#### PROBLEM TO WORK ON:
Somewhere below are a line with "init_tracing();" and a later line with "eighteen cells are". Output exactly those lines and all lines between them.

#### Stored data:
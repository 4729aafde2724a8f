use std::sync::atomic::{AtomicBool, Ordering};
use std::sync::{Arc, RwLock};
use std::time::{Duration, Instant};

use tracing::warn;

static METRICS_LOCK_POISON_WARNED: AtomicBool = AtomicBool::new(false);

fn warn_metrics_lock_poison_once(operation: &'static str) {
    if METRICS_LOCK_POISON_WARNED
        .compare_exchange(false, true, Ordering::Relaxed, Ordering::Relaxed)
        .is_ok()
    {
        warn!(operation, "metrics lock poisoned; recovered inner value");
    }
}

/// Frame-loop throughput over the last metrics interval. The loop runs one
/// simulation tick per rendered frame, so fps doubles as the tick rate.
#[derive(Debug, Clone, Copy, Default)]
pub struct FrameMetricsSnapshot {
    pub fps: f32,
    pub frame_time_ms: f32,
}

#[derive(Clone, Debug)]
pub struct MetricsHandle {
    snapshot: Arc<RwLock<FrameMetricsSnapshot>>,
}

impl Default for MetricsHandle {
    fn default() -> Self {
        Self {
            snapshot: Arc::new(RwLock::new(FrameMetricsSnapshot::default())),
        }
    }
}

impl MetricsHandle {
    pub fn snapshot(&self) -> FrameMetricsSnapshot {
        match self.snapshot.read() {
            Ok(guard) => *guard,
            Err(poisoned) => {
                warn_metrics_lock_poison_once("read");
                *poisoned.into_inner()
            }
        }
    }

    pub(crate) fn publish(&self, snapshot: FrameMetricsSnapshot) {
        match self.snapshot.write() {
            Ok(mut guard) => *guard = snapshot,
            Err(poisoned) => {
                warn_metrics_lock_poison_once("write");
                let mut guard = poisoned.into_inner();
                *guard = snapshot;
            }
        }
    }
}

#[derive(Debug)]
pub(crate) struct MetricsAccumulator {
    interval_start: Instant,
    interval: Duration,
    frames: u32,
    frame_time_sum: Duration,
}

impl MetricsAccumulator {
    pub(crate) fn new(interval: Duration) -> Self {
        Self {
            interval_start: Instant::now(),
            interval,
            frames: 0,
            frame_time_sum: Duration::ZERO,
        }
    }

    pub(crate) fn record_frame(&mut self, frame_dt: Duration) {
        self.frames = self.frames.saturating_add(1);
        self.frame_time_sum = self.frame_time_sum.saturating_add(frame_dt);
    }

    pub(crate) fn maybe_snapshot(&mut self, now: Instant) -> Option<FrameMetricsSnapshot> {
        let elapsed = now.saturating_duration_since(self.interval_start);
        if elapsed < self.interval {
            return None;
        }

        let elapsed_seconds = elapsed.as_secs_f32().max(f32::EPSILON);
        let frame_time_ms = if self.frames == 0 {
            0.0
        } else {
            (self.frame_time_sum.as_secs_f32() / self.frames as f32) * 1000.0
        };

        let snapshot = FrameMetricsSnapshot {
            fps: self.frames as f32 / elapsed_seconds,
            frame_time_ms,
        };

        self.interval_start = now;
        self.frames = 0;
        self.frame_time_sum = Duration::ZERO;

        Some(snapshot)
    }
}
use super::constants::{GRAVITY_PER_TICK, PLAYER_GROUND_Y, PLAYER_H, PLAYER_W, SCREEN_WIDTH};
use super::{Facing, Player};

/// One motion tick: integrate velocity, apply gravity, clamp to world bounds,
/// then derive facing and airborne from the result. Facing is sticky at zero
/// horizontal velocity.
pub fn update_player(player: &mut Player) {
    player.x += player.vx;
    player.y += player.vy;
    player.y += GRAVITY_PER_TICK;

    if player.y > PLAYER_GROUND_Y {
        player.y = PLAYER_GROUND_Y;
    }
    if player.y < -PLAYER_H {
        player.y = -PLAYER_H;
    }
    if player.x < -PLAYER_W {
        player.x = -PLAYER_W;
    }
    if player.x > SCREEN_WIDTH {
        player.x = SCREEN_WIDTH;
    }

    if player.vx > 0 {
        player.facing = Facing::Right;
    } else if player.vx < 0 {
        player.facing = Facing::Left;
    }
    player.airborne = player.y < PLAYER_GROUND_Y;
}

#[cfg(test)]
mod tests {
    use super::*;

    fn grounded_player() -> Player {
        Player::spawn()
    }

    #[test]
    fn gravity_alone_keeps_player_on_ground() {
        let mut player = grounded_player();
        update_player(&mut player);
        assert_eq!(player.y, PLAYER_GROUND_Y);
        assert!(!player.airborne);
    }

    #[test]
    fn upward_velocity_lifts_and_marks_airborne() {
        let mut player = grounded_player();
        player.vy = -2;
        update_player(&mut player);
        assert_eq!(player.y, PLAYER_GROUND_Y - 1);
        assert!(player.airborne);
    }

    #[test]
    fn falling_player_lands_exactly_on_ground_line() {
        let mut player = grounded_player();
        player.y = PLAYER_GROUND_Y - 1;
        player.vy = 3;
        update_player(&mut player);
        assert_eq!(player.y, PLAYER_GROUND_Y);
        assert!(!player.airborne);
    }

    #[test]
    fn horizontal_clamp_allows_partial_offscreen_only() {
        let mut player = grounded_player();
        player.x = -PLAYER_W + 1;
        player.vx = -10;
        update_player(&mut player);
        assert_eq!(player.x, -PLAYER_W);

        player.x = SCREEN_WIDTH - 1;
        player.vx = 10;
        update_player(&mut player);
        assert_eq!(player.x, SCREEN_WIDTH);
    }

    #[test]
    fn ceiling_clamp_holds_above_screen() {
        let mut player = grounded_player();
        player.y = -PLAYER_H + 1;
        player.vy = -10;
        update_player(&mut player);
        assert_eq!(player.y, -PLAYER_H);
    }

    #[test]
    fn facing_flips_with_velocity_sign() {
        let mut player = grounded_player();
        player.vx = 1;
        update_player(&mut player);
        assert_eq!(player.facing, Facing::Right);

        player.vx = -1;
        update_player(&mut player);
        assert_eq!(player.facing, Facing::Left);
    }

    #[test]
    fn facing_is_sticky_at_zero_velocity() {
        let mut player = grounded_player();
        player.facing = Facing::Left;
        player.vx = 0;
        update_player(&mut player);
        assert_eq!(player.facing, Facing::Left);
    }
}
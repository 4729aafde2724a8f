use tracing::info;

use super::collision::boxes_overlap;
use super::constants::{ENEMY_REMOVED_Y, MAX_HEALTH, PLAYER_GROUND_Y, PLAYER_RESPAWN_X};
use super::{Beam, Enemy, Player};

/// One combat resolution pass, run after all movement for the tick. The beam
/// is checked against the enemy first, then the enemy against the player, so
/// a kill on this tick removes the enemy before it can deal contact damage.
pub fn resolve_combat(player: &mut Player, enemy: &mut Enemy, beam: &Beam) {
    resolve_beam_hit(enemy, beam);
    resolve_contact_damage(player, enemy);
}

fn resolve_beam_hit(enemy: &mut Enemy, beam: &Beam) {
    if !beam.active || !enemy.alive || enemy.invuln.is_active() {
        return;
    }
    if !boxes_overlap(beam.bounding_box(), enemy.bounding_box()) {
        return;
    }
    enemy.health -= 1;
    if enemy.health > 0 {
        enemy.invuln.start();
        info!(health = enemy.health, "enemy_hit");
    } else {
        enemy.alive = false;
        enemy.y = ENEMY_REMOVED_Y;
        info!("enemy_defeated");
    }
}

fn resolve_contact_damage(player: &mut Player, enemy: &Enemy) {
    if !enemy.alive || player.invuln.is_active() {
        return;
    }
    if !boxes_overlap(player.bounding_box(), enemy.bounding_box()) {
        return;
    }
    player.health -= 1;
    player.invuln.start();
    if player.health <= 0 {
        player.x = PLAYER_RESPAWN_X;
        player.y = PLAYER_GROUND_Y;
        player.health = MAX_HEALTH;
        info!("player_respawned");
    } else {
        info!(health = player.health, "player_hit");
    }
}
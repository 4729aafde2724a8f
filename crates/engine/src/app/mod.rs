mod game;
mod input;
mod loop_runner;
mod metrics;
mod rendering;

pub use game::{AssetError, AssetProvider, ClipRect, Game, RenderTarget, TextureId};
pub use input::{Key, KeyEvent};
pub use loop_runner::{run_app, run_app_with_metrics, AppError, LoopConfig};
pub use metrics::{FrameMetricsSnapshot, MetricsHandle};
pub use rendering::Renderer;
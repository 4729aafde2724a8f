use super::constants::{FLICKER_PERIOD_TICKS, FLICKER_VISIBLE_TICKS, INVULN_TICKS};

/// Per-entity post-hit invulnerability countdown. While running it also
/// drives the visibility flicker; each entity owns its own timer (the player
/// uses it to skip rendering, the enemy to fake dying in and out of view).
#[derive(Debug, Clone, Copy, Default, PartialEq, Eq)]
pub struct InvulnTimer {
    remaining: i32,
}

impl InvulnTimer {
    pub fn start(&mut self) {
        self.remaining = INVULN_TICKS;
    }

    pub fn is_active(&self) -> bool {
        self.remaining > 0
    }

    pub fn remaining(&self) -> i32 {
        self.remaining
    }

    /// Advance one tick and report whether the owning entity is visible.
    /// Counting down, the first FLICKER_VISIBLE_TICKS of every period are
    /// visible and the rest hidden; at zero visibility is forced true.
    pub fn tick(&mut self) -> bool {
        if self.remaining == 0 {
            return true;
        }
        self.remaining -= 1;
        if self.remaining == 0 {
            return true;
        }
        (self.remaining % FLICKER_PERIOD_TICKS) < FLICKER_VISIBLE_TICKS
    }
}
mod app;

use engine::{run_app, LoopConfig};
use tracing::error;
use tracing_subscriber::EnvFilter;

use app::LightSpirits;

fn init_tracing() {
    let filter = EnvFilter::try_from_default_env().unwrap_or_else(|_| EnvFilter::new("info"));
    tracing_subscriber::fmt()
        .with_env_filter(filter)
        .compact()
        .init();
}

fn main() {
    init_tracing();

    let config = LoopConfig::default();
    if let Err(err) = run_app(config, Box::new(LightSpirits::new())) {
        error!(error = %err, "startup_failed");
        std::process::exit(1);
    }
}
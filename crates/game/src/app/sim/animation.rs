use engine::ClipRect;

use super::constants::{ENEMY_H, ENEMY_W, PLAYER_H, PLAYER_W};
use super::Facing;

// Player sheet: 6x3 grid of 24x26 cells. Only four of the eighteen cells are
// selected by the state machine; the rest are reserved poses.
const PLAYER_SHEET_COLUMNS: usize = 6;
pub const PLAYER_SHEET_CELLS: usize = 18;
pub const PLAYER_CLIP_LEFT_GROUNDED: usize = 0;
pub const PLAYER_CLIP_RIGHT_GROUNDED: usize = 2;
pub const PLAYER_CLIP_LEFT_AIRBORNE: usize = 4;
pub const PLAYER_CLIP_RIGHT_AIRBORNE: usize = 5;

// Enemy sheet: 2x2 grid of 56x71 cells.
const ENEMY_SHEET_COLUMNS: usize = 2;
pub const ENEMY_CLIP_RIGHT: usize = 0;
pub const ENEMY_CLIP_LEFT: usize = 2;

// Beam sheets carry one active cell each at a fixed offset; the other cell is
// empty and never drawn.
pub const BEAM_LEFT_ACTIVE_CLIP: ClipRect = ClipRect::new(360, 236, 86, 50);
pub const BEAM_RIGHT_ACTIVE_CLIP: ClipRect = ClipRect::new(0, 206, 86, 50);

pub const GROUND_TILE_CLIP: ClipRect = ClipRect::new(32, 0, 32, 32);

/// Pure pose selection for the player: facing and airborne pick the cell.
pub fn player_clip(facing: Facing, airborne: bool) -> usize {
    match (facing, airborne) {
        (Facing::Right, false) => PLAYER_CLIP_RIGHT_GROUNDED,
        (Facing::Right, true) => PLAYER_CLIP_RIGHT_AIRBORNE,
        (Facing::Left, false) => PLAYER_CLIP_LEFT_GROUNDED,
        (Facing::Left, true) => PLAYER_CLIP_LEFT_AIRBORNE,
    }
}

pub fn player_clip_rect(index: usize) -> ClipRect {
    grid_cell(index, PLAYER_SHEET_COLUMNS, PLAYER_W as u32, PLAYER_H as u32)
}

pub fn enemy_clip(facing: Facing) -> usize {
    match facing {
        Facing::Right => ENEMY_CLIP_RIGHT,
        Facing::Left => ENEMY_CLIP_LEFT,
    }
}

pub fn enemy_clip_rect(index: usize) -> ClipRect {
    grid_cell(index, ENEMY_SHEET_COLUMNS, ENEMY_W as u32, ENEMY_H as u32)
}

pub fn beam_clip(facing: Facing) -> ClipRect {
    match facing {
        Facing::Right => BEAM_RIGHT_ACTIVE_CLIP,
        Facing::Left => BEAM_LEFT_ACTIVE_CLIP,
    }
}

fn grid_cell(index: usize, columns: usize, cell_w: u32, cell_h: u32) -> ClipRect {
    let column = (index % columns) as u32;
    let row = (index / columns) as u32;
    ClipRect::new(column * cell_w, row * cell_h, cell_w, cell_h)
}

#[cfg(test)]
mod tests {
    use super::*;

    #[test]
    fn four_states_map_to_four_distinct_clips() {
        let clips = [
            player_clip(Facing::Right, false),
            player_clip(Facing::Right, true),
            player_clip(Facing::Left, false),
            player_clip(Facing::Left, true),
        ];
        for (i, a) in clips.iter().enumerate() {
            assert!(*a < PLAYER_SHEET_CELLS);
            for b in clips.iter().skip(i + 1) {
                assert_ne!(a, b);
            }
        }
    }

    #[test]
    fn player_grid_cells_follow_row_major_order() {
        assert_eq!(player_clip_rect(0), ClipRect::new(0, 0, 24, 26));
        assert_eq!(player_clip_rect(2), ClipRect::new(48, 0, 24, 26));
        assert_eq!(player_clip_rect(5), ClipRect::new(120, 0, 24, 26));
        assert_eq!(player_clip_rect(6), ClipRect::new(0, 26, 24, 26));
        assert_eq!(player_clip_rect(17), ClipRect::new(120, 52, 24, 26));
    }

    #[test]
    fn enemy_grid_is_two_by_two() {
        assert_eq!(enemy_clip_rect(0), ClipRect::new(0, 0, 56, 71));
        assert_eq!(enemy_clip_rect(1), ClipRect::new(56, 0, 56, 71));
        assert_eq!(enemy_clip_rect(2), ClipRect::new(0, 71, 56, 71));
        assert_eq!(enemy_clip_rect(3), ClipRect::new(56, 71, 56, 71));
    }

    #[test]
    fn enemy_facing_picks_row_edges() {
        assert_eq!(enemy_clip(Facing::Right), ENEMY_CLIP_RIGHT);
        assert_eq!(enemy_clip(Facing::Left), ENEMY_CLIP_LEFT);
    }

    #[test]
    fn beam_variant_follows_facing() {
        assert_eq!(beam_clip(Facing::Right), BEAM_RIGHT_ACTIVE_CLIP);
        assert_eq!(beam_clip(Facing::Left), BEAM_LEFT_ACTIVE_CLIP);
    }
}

#### SOLUTION TO THE EXERCISE:
    init_tracing();

    let config = LoopConfig::default();
    if let Err(err) = run_app(config, Box::new(LightSpirits::new())) {
        error!(error = %err, "startup_failed");
        std::process::exit(1);
    }
}
filename crates/game/src/app/sim/animation.rs
use engine::ClipRect;

use super::constants::{ENEMY_H, ENEMY_W, PLAYER_H, PLAYER_W};
use super::Facing;

// Player sheet: 6x3 grid of 24x26 cells. Only four of the eighteen cells are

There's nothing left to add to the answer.